Alternatively, the back light module 160 shown in FIG. 5 may be coupled to the back light module shown in FIG. 4 and so may be used as a back light module for emitting heat and light at the same time. FIG. 4 shows the construction in which the heating coils 169 configured to generate heat using an externally applied power are formed in the light-emitting surface 165. If an indirect heating method using the heat gun 173 of FIG. 5 is added to the construction of FIG. 4, heat having a stronger intensity can be generated. However, since hot air emitted from the heat gun 173 may have an influence on the PCB 161, the back light module shown in FIG. 5 may further comprise a high temperature cutoff layer 172 on the bottom surface of the light-emitting tube 163 coming into contact with the PCB 161. Glass for high temperature shielding may be used as the high temperature cutoff layer 172. A heat sensor 171 may be further included in the light-emitting surface 165 of FIG. 5. The heat sensor 171 is described in detail later with reference to FIG. 8.
Referring to FIG. 6, the back light module 160 is configured to emit at least one of infrared rays and ultraviolet rays as well as light emitted from the light sources 162 formed in the PCB 161. The back light module 160 may be implemented by adding ultraviolet light sources 174 or infrared light sources 175 to the circumference of a lower wall of the light-emitting tube 163 shown in FIG. 3. The ultraviolet light sources 174 and the infrared light sources 175 may comprise ultraviolet light-emitting diodes and infrared light-emitting diodes, respectively. The ultraviolet light sources 174 or the infrared light sources 175 may have a desired luminous intensity with only the relatively small number because they have a luminous intensity higher than that of general light-emitting diodes. Meanwhile, although the ultraviolet light sources 174 and the infrared light sources 175 are formed in two stages in FIG. 6, only one of the ultraviolet light sources 174 and the infrared light sources 175 may be selectively used depending on the characteristic of the substrate 300 to be tested. Further, the ultraviolet light sources 174 and the infrared light sources 175 may be electrically coupled to the PCB 161 in which the light sources 162 are formed. The back light module 160 shown in FIG. 6 may also be coupled to the back light module 160 shown in FIG. 4 or 5.
Meanwhile, red (R), green (G), and blue (B) light-emitting diodes may be used as the light sources 162 of the back light module 160 as shown in FIG. 6. If the red (R), green (G), and blue (B) light-emitting diodes are used as the light sources 162 as described above, the electrical influence of a TFT can be measured by changing not only the intensity of radiation of back light, but also the spectrum of light. Accordingly, the electrical properties of the TFT can be measured more accurately. As described above, this document may comprise the ultraviolet light sources 174 and the infrared light sources 175. Accordingly, this document may measure the electrical properties of a TFT over a wider light region because it can generate not only the spectrum of a visible ray region, but the spectrum of an ultraviolet region or an infrared region. The back light module 160 shown in FIG. 6 may further comprise a heat sensor in the light-emitting surface 165. The heat sensor is described in detail below with reference to FIG. 8.
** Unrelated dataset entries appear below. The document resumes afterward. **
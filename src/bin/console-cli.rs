use clap::{Parser, Subcommand};
use reqwest::header::{HeaderMap, HeaderValue, AUTHORIZATION};
use serde_json::{json, Value};

#[derive(Parser)]
#[command(name = "console-cli")]
#[command(about = "Management CLI for the nginx console", long_about = None)]
struct Cli {
    #[arg(short, long, env = "CONSOLE_URL", default_value = "http://localhost:8081")]
    url: String,

    #[arg(short, long, env = "CONSOLE_API_KEY", default_value = "CHANGE_ME_IN_PRODUCTION")]
    key: String,

    #[command(subcommand)]
    command: Commands,
}

#[derive(Subcommand)]
enum Commands {
    /// Check console status
    Status,
    /// List sites with their enabled state
    Sites,
    /// Link a site into sites-enabled and reload
    Enable { name: String },
    /// Remove a site's activation link and reload
    Disable { name: String },
    /// Show recent access log entries, newest first
    Logs {
        #[arg(short, long)]
        limit: Option<usize>,
    },
    /// Traffic stats over a recent window
    Stats {
        #[arg(short, long)]
        minutes: Option<u32>,
    },
}

#[tokio::main]
async fn main() -> Result<(), Box<dyn std::error::Error>> {
    let cli = Cli::parse();
    let client = reqwest::Client::new();

    let mut headers = HeaderMap::new();
    headers.insert(
        AUTHORIZATION,
        HeaderValue::from_str(&format!("Bearer {}", cli.key))?,
    );

    let request = match cli.command {
        Commands::Status => client.get(format!("{}/api/status", cli.url)),
        Commands::Sites => client.get(format!("{}/api/sites", cli.url)),
        Commands::Enable { name } => client
            .post(format!("{}/api/sites", cli.url))
            .json(&json!({ "action": "enable", "configName": name })),
        Commands::Disable { name } => client
            .post(format!("{}/api/sites", cli.url))
            .json(&json!({ "action": "disable", "configName": name })),
        Commands::Logs { limit } => {
            let mut request = client.get(format!("{}/api/logs", cli.url));
            if let Some(limit) = limit {
                request = request.query(&[("limit", limit)]);
            }
            request
        }
        Commands::Stats { minutes } => {
            let mut request = client.get(format!("{}/api/stats", cli.url));
            if let Some(minutes) = minutes {
                request = request.query(&[("minutes", minutes)]);
            }
            request
        }
    };

    let res = request.headers(headers).send().await?;
    print_response(res).await
}

async fn print_response(res: reqwest::Response) -> Result<(), Box<dyn std::error::Error>> {
    let status = res.status();
    if !status.is_success() {
        eprintln!("Error: Admin API returned status {}", status);
        if let Ok(text) = res.text().await {
            eprintln!("Response: {}", text);
        }
        std::process::exit(1);
    }

    let json: Value = res.json().await?;
    println!("{}", serde_json::to_string_pretty(&json)?);
    Ok(())
}
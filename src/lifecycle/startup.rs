//! Startup orchestration.
//!
//! # Responsibilities
//! - Initialize subsystems from a validated configuration
//! - Bind the admin listener and serve until shutdown
//!
//! # Design Decisions
//! - Fail fast: any startup error is fatal
//! - Subsystems initialize in order, not concurrently
//! - The listener binds last (traffic only when ready)

use std::sync::Arc;
use std::time::Duration;

use tokio::net::TcpListener;

use crate::admin::{setup_admin_router, AppState};
use crate::config::ConsoleConfig;
use crate::lifecycle::shutdown::Shutdown;
use crate::realtime::{MetricsHub, MetricsSampler};
use crate::store::{CertbotIssuer, ConfigStore, NginxControl, SitePaths};

/// Long-lived services shared by the admin API.
#[derive(Clone)]
pub struct Services {
    pub config: Arc<ConsoleConfig>,
    pub store: Arc<ConfigStore>,
    pub hub: MetricsHub,
}

impl Services {
    /// Wire the production collaborators: the nginx binary, certbot and the
    /// system probes.
    pub fn from_config(config: ConsoleConfig) -> Self {
        let store = ConfigStore::new(
            SitePaths::from_config(&config.nginx),
            Arc::new(NginxControl::new(config.nginx.binary.clone())),
            Arc::new(CertbotIssuer::new(config.certificates.certbot_binary.clone())),
        );
        let hub = MetricsHub::new(
            MetricsSampler::from_config(&config.metrics),
            Duration::from_millis(config.metrics.interval_ms),
        );

        Self {
            config: Arc::new(config),
            store: Arc::new(store),
            hub,
        }
    }

    pub fn app_state(&self) -> AppState {
        AppState {
            store: self.store.clone(),
            hub: self.hub.clone(),
            config: self.config.clone(),
        }
    }
}

/// Serve the admin API on `listener` until `shutdown` fires.
pub async fn serve(listener: TcpListener, state: AppState, shutdown: Shutdown) -> std::io::Result<()> {
    let addr = listener.local_addr()?;
    tracing::info!(address = %addr, "Admin API listening");

    axum::serve(listener, setup_admin_router(state))
        .with_graceful_shutdown(shutdown.wait())
        .await?;

    tracing::info!("Admin API stopped");
    Ok(())
}

/// Build services, bind the configured address and serve until `shutdown`.
pub async fn run(config: ConsoleConfig, shutdown: Shutdown) -> std::io::Result<()> {
    tracing::info!(
        sites_available = %config.nginx.sites_available.display(),
        conf_d = %config.nginx.conf_d.display(),
        access_log = %config.logs.access_log.display(),
        interval_ms = config.metrics.interval_ms,
        "Configuration loaded"
    );

    let bind_address = config.admin.bind_address.clone();
    let services = Services::from_config(config);
    let listener = TcpListener::bind(&bind_address).await?;

    serve(listener, services.app_state(), shutdown).await
}

#[cfg(test)]
mod tests {
    use super::*;

    #[tokio::test]
    async fn test_serve_stops_on_shutdown() {
        let services = Services::from_config(ConsoleConfig::default());
        let listener = TcpListener::bind("127.0.0.1:0").await.unwrap();
        let shutdown = Shutdown::new();

        let server = tokio::spawn(serve(listener, services.app_state(), shutdown.clone()));
        tokio::task::yield_now().await;
        shutdown.trigger();

        let result = tokio::time::timeout(Duration::from_secs(5), server).await;
        assert!(matches!(result, Ok(Ok(Ok(())))));
    }
}
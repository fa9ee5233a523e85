//! Virtual-host configuration model and text codec.
//!
//! # Data Flow
//! ```text
//! site file text
//!     → scanner.rs (tokens → directive tree, tolerant of stray braces)
//!     → codec.rs::parse (server_name/listen/root, location blocks, SSL)
//!     → ConfigurationUnit (model.rs)
//!
//! ConfigurationUnit
//!     → codec.rs::render (canonical directive order)
//!     → site file text
//! ```
//!
//! # Design Decisions
//! - Parsing never fails hard: a file without `server_name` or `listen` is skipped
//! - Only a narrow directive subset is understood; everything else is ignored
//! - `enabled` and `storage_class` are derived by the store, never read from text
//! - SSL directives are parsed but never rendered

pub mod codec;
pub mod model;
pub mod scanner;

pub use codec::{parse, render};
pub use model::{ConfigurationUnit, LocationRule, SslInfo, StorageClass};
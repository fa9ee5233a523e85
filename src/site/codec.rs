//! Parse and render configuration units.

use crate::site::model::{normalize_words, ConfigurationUnit, LocationRule, SslInfo};
use crate::site::scanner::{self, escape_value, escape_word, first_value, Directive};

const INDENT: &str = "    ";

/// Headers emitted for every proxied location.
const FORWARDING_HEADERS: [(&str, &str); 2] = [("Host", "$host"), ("X-Real-IP", "$remote_addr")];

/// Parse a configuration unit from site file text.
///
/// Returns `None` when `server_name` or `listen` is missing or blank; such files are
/// skipped by callers rather than treated as errors. Directives are read
/// from the first `server` block, or from the top level when the file has
/// no `server` block.
pub fn parse(text: &str) -> Option<ConfigurationUnit> {
    let tree = scanner::parse_directives(text);
    let scope = match scanner::find_block(&tree, "server") {
        Some(server) => server.children(),
        None => tree.as_slice(),
    };

    let server_name = required_words(scope, "server_name")?;
    let listen = required_words(scope, "listen")?;

    Some(ConfigurationUnit {
        server_name,
        listen,
        root: first_value(scope, "root").unwrap_or_default(),
        locations: scope.iter().filter_map(parse_location).collect(),
        ssl: parse_ssl(scope),
        enabled: false,
        storage_class: Default::default(),
    })
}

fn required_words(scope: &[Directive], name: &str) -> Option<String> {
    Some(normalize_words(&first_value(scope, name)?)).filter(|v| !v.is_empty())
}

fn parse_location(directive: &Directive) -> Option<LocationRule> {
    if directive.name != "location" || !directive.is_block() || directive.args.is_empty() {
        return None;
    }

    let mut rule = LocationRule::new(directive.value());
    rule.proxy_target = first_value(directive.children(), "proxy_pass");
    rule.refresh_port();
    Some(rule)
}

fn parse_ssl(scope: &[Directive]) -> Option<SslInfo> {
    let certificate_path = first_value(scope, "ssl_certificate")?;
    let certificate_key_path = first_value(scope, "ssl_certificate_key")?;
    let declared = scope
        .iter()
        .find(|d| !d.is_block() && d.name == "ssl_protocols" && !d.args.is_empty())?;

    let mut protocols: Vec<String> = Vec::with_capacity(declared.args.len());
    for protocol in &declared.args {
        if !protocols.contains(protocol) {
            protocols.push(protocol.clone());
        }
    }

    Some(SslInfo {
        certificate_path,
        certificate_key_path,
        protocols,
    })
}

/// Render a unit in canonical directive order.
///
/// `listen`, `server_name` and location paths are word lists; `root` and
/// `proxy_pass` are written as a single argument. SSL settings are not
/// emitted; certificates are layered onto existing files by the issuance
/// workflow.
pub fn render(unit: &ConfigurationUnit) -> String {
    let mut out = String::from("server {\n");
    push_directive(&mut out, 1, "listen", &escape_value(&unit.listen));
    push_directive(&mut out, 1, "server_name", &escape_value(&unit.server_name));
    if !unit.root.is_empty() {
        push_directive(&mut out, 1, "root", &escape_word(&unit.root));
    }

    for location in &unit.locations {
        out.push_str(INDENT);
        out.push_str("location ");
        out.push_str(&escape_value(&location.path));
        out.push_str(" {\n");

        if let Some(target) = location.proxy_target.as_deref().filter(|t| !t.trim().is_empty()) {
            push_directive(&mut out, 2, "proxy_pass", &escape_word(target));
            for (header, value) in FORWARDING_HEADERS {
                push_directive(&mut out, 2, "proxy_set_header", &format!("{} {}", header, value));
            }
        }

        out.push_str(INDENT);
        out.push_str("}\n");
    }

    out.push_str("}\n");
    out
}

/// Append `name args;` where `args` is already escaped.
fn push_directive(out: &mut String, depth: usize, name: &str, args: &str) {
    for _ in 0..depth {
        out.push_str(INDENT);
    }
    out.push_str(name);
    out.push(' ');
    out.push_str(args);
    out.push_str(";\n");
}
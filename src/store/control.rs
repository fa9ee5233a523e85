//! External server-control and certificate-issuance commands.

use std::process::Stdio;

use async_trait::async_trait;
use thiserror::Error;
use tokio::process::Command;

/// Failure of an external command.
#[derive(Debug, Error)]
pub enum CommandError {
    #[error("failed to run `{program}`: {source}")]
    Spawn {
        program: String,
        #[source]
        source: std::io::Error,
    },

    #[error("`{program}` exited with {status}: {stderr}")]
    Failed {
        program: String,
        status: String,
        stderr: String,
    },
}

/// Signals the proxy server to pick up configuration changes.
#[async_trait]
pub trait ServerControl: Send + Sync {
    async fn reload(&self) -> Result<(), CommandError>;
}

/// Obtains a certificate for a domain and wires it into the site file.
#[async_trait]
pub trait CertificateIssuer: Send + Sync {
    async fn issue(&self, domain: &str, contact_email: &str) -> Result<(), CommandError>;
}

/// Controls the server through its own binary.
#[derive(Debug, Clone)]
pub struct NginxControl {
    binary: String,
}

impl NginxControl {
    pub fn new(binary: impl Into<String>) -> Self {
        Self {
            binary: binary.into(),
        }
    }

    /// Ask the server to check its configuration without applying it.
    pub async fn test_config(&self) -> Result<(), CommandError> {
        run_command(&self.binary, &["-t"]).await.map(|_| ())
    }
}

#[async_trait]
impl ServerControl for NginxControl {
    async fn reload(&self) -> Result<(), CommandError> {
        run_command(&self.binary, &["-s", "reload"]).await?;
        tracing::info!(binary = %self.binary, "Server reloaded");
        Ok(())
    }
}

/// Issues certificates with certbot's nginx plugin.
#[derive(Debug, Clone)]
pub struct CertbotIssuer {
    binary: String,
}

impl CertbotIssuer {
    pub fn new(binary: impl Into<String>) -> Self {
        Self {
            binary: binary.into(),
        }
    }
}

#[async_trait]
impl CertificateIssuer for CertbotIssuer {
    async fn issue(&self, domain: &str, contact_email: &str) -> Result<(), CommandError> {
        run_command(
            &self.binary,
            &[
                "--nginx",
                "-d",
                domain,
                "--email",
                contact_email,
                "--agree-tos",
                "--non-interactive",
            ],
        )
        .await?;
        tracing::info!(domain, "Certificate issued");
        Ok(())
    }
}

/// Run `program` with `args` (no shell) and return its stdout.
pub async fn run_command(program: &str, args: &[&str]) -> Result<String, CommandError> {
    let output = Command::new(program)
        .args(args)
        .stdin(Stdio::null())
        .kill_on_drop(true)
        .output()
        .await
        .map_err(|source| CommandError::Spawn {
            program: program.to_string(),
            source,
        })?;

    if !output.status.success() {
        return Err(CommandError::Failed {
            program: program.to_string(),
            status: output.status.to_string(),
            stderr: String::from_utf8_lossy(&output.stderr).trim().to_string(),
        });
    }

    Ok(String::from_utf8_lossy(&output.stdout).into_owned())
}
This document may further comprise a luminometer 123 configured to measure the luminance of light emitted from the back light module 160 in order to uniformly control the luminance of the back light module 160 and a feedback controller 180 configured to control the luminance of the back light module 160 at a preset level by comparing luminance within the luminometer 123 and luminance within the back light module 160. The photo sensor 167 or the heat sensor 171 is configured to transmit light detection information or heat detection information to the feedback controller 180. The feedback controller 180 controls the intensity of light or heat of the back light module 160 based on the detection information.
FIG. 7 is a diagram showing an example in which the upper light source unit is mounted on the probe head in the probe inspection apparatus of FIG. 1.
Referring to FIG. 7, the upper light source unit 125 is mounted on one side of the probe head 124 and is configured to comprise light source arrays 125 a, a color filter plate 125 b configured to reflect light, irradiated by the light source arrays 125 a, toward the substrate in which the TFTs are formed and a body frame 125 c configured to accommodate the light source arrays 125 a and the color filter plate 125 b. The upper light source unit 125 may further comprise a photo sensor.
The body frame 125 c may have a cylindrical shape having an empty space and may have a skirt shape having a bottom diameter greater than a top diameter in order to widen the range of light irradiated. The body frame 125 c comprises a light source support track 125 d extending inwardly from its lower end and provides an attachment and detachment space to and from which the color filter plate 125 b can be attached and detached on the light source support track 125 d. The body frame 125 c is made of material through which light cannot pass.
The light source arrays 125 a are arranged on the light source support track 125 d. Any one of a light-emitting diode, an ultraviolet light-emitting diode, and an infrared light-emitting diode may be used as a light source constituting the light source arrays 125. The intensity of radiation generated by the light source arrays 125 is controlled by a radiation measurement apparatus and a radiation control apparatus which may be placed outside the upper light source unit 125, so that the intensity of radiation can be controlled to a desired value. The radiation measurement apparatus and the radiation control apparatus may be replaced with some of the construction shown in FIG. 8.
The color filter plate 125 b is configured to penetrate the body frame 125 c and is placed on the light source arrays 125. The color filter plate 125 b reflects light, irradiated by the light source arrays 125, toward a light emission hole 125e formed in the body frame 125 c.
The upper light source unit 125 may be applied to a probe inspection apparatus different from the back light module shown in FIGS. 3 to 6 and may also be applied to a probe inspection apparatus along with the back light module shown in FIGS. 3 to 6.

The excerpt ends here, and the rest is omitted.